A new type of nanoparticle, in combination with an FDA-approved photodynamic therapy (PDT), has been shown to effectively kill deep-set cancer cells in vivo with minimal damage to surrounding tissue—and fewer side effects than chemotherapy.1 "We have been able to do this with biocompatible low-power, deep-tissue-penetrating 980-nm near-infrared light," said Gang Han, Ph.D., assistant professor of biochemistry and molecular pharmacology at the University of Massachusetts Medical School (Worcester, MA), who led an international research team in the work. According to Yong Zhang, Ph.D., chair professor of National University of Singapore and an expert in the field who was not involved in the study, the team has created the deepest-ever PDT using an FDA-approved drug.
In PDT, the patient is given a non-toxic, light-sensitive drug that is absorbed by all the body's cells, including the cancerous ones. Light specifically tuned to the drug molecules are then selectively turned on the tumor area. The resulting interaction produces a highly reactive form of oxygen (singlet oxygen) that kills the malignant cancer cells while leaving most neighboring cells unharmed.
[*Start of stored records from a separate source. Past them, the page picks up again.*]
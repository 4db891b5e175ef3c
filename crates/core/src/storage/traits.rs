use async_trait::async_trait;

use super::{Record, Result};

/// Point-read, point-write, scan and delete access to the user table.
///
/// Records are keyed by their `email` attribute. Implementations must make
/// each individual call atomic; nothing above this trait coordinates calls.
#[async_trait]
pub trait UserStore: Send + Sync {
    /// Reads the record stored under `email`, if any.
    async fn get_item(&self, email: &str) -> Result<Option<Record>>;

    /// Returns every record in the table, in whatever order the store yields them.
    async fn scan(&self) -> Result<Vec<Record>>;

    /// Writes the record, replacing any record already stored under its key.
    async fn put_item(&self, record: Record) -> Result<()>;

    /// Writes the record only if no record is stored under its key.
    ///
    /// Fails with [`StoreError::ConditionFailed`](super::StoreError::ConditionFailed)
    /// when the key is already taken.
    async fn put_item_if_absent(&self, record: Record) -> Result<()>;

    /// Deletes the record stored under `email`. Deleting a missing key succeeds.
    async fn delete_item(&self, email: &str) -> Result<()>;
}
//! Pure functions for mapping user operation errors to HTTP status codes.

use super::UserError;

/// Maps a [`UserError`] to an HTTP status code.
///
/// Every operation failure is reported as a client error (400), including
/// store failures. Callers tell them apart by message only.
///
/// # Examples
///
/// ```
/// use usertable_core::user::{UserError, user_error_to_status_code};
///
/// assert_eq!(user_error_to_status_code(&UserError::AlreadyExists), 400);
/// ```
pub fn user_error_to_status_code(error: &UserError) -> u16 {
    match error {
        UserError::InvalidData
        | UserError::InvalidEmail
        | UserError::FetchFailed
        | UserError::MarshalFailed
        | UserError::WriteFailed
        | UserError::DeleteFailed
        | UserError::AlreadyExists
        | UserError::DoesNotExist => 400,
    }
}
Current photodynamic therapies are only used for skin cancer or lesions in very shallow tissue. A paper reporting the novel strategy describes a new class of upconverting nanoparticles (UCNPs) that act as relay stations. The UCNPs are administered along with the photodynamic drug and convert deep-penetrating near-infrared (NIR) light into the visible red light needed to activate the drug.
To achieve this conversion, Han and colleagues engineered a UCNP to have better emissions in the red part of the spectrum by coating the nanoparticles with calcium fluoride and increasing the doping of the nanoparticles with ytterbium.
In their experiments, the researchers used the low-cost, FDA-approved photosensitizer drug aminolevulinic acid and combined it with augmented red-emission UCNPs they had developed. The researchers showed that the UCNPs successfully converted NIR light directed to tumors into red light, and activated the photodynamic drug at levels deeper than can be achieved currently with PDT. Performed both in vitro and with animal models, the combination therapy showed an improved destruction of the cancerous tumor using lower laser power.
1. A. Punjabi et al., ACS Nano, 28, 8, 10, 10621–10630 (2014); doi:10.1021/nn505051d.